Scottish editor and scholar (1846–1923)

Rev John Sutherland Black FRSE LLD (1846–1923) was a Scottish biblical scholar and contributor to the Encyclopædia Britannica and Dictionary of National Biography. He was a noted literary editor and amateur astronomer. In encyclopedic references, Black is usually just shown as J.S.B.

==Life==
Black was born in Dunnikier, near Kirkcaldy, in Fife, on 4 July 1846. He was the son of Rev James Black, the local minister of the Secession Church. Black attended the Burgh School in Kirkcaldy. He then attended the University of Edinburgh, graduating with an MA and then an LLD.

From 1878 to 1889 Black was Assistant Editor for Encyclopædia Britannica (9th Edition). From 1894 to 1903 he was joint editor of the Encyclopedia Biblica. In the same period he was a major contributor to the Dictionary of National Biography.

From 1906 until 1916 Black was Curator of records at the Royal Society of Edinburgh.

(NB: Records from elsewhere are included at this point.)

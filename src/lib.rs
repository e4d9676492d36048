pub mod automation; // Parameter timelines and the audio clock
pub mod dsp;
pub mod engine; // Timer queue, configuration and the top-level engine
pub mod gate; // Periodic gate and sidechain ducking
pub mod graph; // Fixed bus topology
pub mod io;
pub mod sequencing; // Note values and tempo arithmetic
pub mod synth; // Voice contract and note/chord lifecycle
pub mod theory; // Just-intonation ratios, scales and chords
pub mod voices;

pub use engine::{config::EngineConfig, RippleEngine};

pub const MAX_BLOCK_SIZE: usize = 2048;
pub const DEFAULT_SAMPLE_RATE: f32 = 48_000.0;

/// Lowest gain an exponential ramp is allowed to start from or aim for.
pub const MIN_GAIN: f32 = 0.001;
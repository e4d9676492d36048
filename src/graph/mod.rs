//! Fixed stereo bus topology voices render into.
//!
//! There is no general graph builder here: the routing is a small, known
//! tree of gain stages, and each gain stage is an automation timeline so the
//! gate and the sidechain duck can schedule against it.

/// Bus buffers, gains and the mixdown.
pub mod bus;
/// Per-block render context.
pub mod node;

pub use bus::{BusGraph, BusId};
pub use node::RenderCtx;
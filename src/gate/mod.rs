//! Bus-level gain shaping.
//!
//! Two independent mechanisms live here. The periodic gate chops a bus in
//! time with the tempo; the sidechain duck dips buses on every percussion
//! hit. Neither ever touches an individual voice.

/// Gain curve for one gate cycle.
pub mod curve;
/// Tempo-synced gate state machine.
pub mod periodic;
/// Cycle order, optionally shuffled.
pub mod sequence;
/// One-shot duck per percussion hit.
pub mod sidechain;

pub use curve::gate_curve;
pub use periodic::{GateEnv, GateSettings, GateState, GateTick, PeriodicGate};
pub use sequence::GateSequence;
pub use sidechain::DuckEnvelope;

Black died in London on 22 February 1923.

==Works==
- Sketches from Eastern History, by Theodor Nöldeke (1892) [translated by Sutherland]
- Dante illustrations and notes (1890) illustrated by Phoebe Anna Traquair
- The Life of William Robertson Smith (1906), with George William Chrystal

==Memberships==
- Fellow of the Royal Society of Edinburgh
- Member of the Edinburgh Astronomical Institution.